* Description of the task:
From the listing below, count the lines where the string "stale" occurs. Give the number, with no other words.

* Exercise materials:
^^^^^^^^
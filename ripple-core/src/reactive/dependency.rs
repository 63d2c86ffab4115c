//! Per-run dependency sets.
//!
//! Every evaluation of a watcher starts a new version. Observers touched
//! during the run are stamped with it; after the run, entries carrying an
//! older stamp were not touched and get unsubscribed. The result is that a
//! watcher is subscribed to exactly what its last run read.

use std::cell::{Cell, RefCell};
use std::rc::Rc;

use indexmap::IndexMap;

use super::{Subscriber, SubscriberId};
use crate::observer::{CollectionObserver, Observable, ObserverLocator, PropertyObserver};
use crate::value::Value;

#[derive(Clone)]
pub(crate) enum Dependency {
    Property(Rc<dyn PropertyObserver>),
    Collection(Rc<CollectionObserver>),
}

impl Dependency {
    /// Identity of the underlying observer.
    fn key(&self) -> usize {
        match self {
            Dependency::Property(o) => Rc::as_ptr(o) as *const () as usize,
            Dependency::Collection(o) => Rc::as_ptr(o) as *const () as usize,
        }
    }

    fn subscribe(&self, subscriber: Subscriber) {
        match self {
            Dependency::Property(o) => o.subscribe(subscriber),
            Dependency::Collection(o) => o.subscribe(subscriber),
        }
    }

    fn unsubscribe(&self, id: SubscriberId) {
        match self {
            Dependency::Property(o) => o.unsubscribe(id),
            Dependency::Collection(o) => o.unsubscribe(id),
        }
    }
}

#[derive(Default)]
pub(crate) struct DependencyRecord {
    version: Cell<u64>,
    entries: RefCell<IndexMap<usize, (Dependency, u64)>>,
}

impl DependencyRecord {
    pub(crate) fn new() -> Self {
        Self::default()
    }

    /// Start a new run.
    pub(crate) fn begin(&self) {
        self.version.set(self.version.get() + 1);
    }

    /// Stamp `dependency` for the current run, subscribing on first sight.
    pub(crate) fn add(&self, dependency: Dependency, subscriber: impl FnOnce() -> Subscriber) {
        let version = self.version.get();
        let is_new = {
            let mut entries = self.entries.borrow_mut();
            match entries.get_mut(&dependency.key()) {
                Some(entry) => {
                    entry.1 = version;
                    false
                }
                None => {
                    entries.insert(dependency.key(), (dependency.clone(), version));
                    true
                }
            }
        };
        // Subscribing may evaluate a computed property, which may come back here.
        if is_new {
            dependency.subscribe(subscriber());
        }
    }

    pub(crate) fn observe_property(
        &self,
        locator: &ObserverLocator,
        target: &Value,
        key: &str,
        subscriber: impl FnOnce() -> Subscriber,
    ) {
        let observer = locator.get_observer(target, key);
        self.add(Dependency::Property(observer), subscriber);
    }

    pub(crate) fn observe_collection(
        &self,
        locator: &ObserverLocator,
        collection: &Value,
        subscriber: impl FnOnce() -> Subscriber,
    ) {
        if let Some(observer) = locator.get_collection_observer(collection) {
            self.add(Dependency::Collection(observer), subscriber);
        }
    }

    /// Unsubscribe `id` from everything the current run did not touch.
    pub(crate) fn prune(&self, id: SubscriberId) {
        let version = self.version.get();
        let mut stale = Vec::new();
        self.entries.borrow_mut().retain(|_, (dependency, stamp)| {
            if *stamp == version {
                true
            } else {
                stale.push(dependency.clone());
                false
            }
        });
        for dependency in stale {
            dependency.unsubscribe(id);
        }
    }

    /// Unsubscribe `id` from every dependency.
    pub(crate) fn clear(&self, id: SubscriberId) {
        let all: Vec<Dependency> = self
            .entries
            .borrow_mut()
            .drain(..)
            .map(|(_, (dependency, _))| dependency)
            .collect();
        for dependency in all {
            dependency.unsubscribe(id);
        }
    }

    pub(crate) fn len(&self) -> usize {
        self.entries.borrow().len()
    }
}

#[cfg(test)]
mod tests {
    use super::*;
    use crate::reactive::FnSubscriber;
    use crate::value::ObjectRef;

    #[test]
    fn prune_drops_untouched_dependencies() {
        let locator = ObserverLocator::default();
        let object = Value::from(ObjectRef::from_entries([("a", 1), ("b", 2)]));
        let subscriber = FnSubscriber::new(|_, _| {});
        let record = DependencyRecord::new();

        record.begin();
        record.observe_property(&locator, &object, "a", || subscriber.subscriber());
        record.observe_property(&locator, &object, "b", || subscriber.subscriber());
        record.prune(subscriber.id());
        assert_eq!(record.len(), 2);

        record.begin();
        record.observe_property(&locator, &object, "a", || subscriber.subscriber());
        record.prune(subscriber.id());
        assert_eq!(record.len(), 1);
        assert_eq!(locator.get_observer(&object, "b").subscriber_count(), 0);
        assert_eq!(locator.get_observer(&object, "a").subscriber_count(), 1);

        record.clear(subscriber.id());
        assert_eq!(record.len(), 0);
        assert_eq!(locator.get_observer(&object, "a").subscriber_count(), 0);
    }

    #[test]
    fn repeated_reads_subscribe_once() {
        let locator = ObserverLocator::default();
        let object = Value::from(ObjectRef::new());
        let subscriber = FnSubscriber::new(|_, _| {});
        let record = DependencyRecord::new();

        record.begin();
        for _ in 0..3 {
            record.observe_property(&locator, &object, "x", || subscriber.subscriber());
        }
        assert_eq!(locator.get_observer(&object, "x").subscriber_count(), 1);
    }
}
^^^^^^^^
* Written answer:
3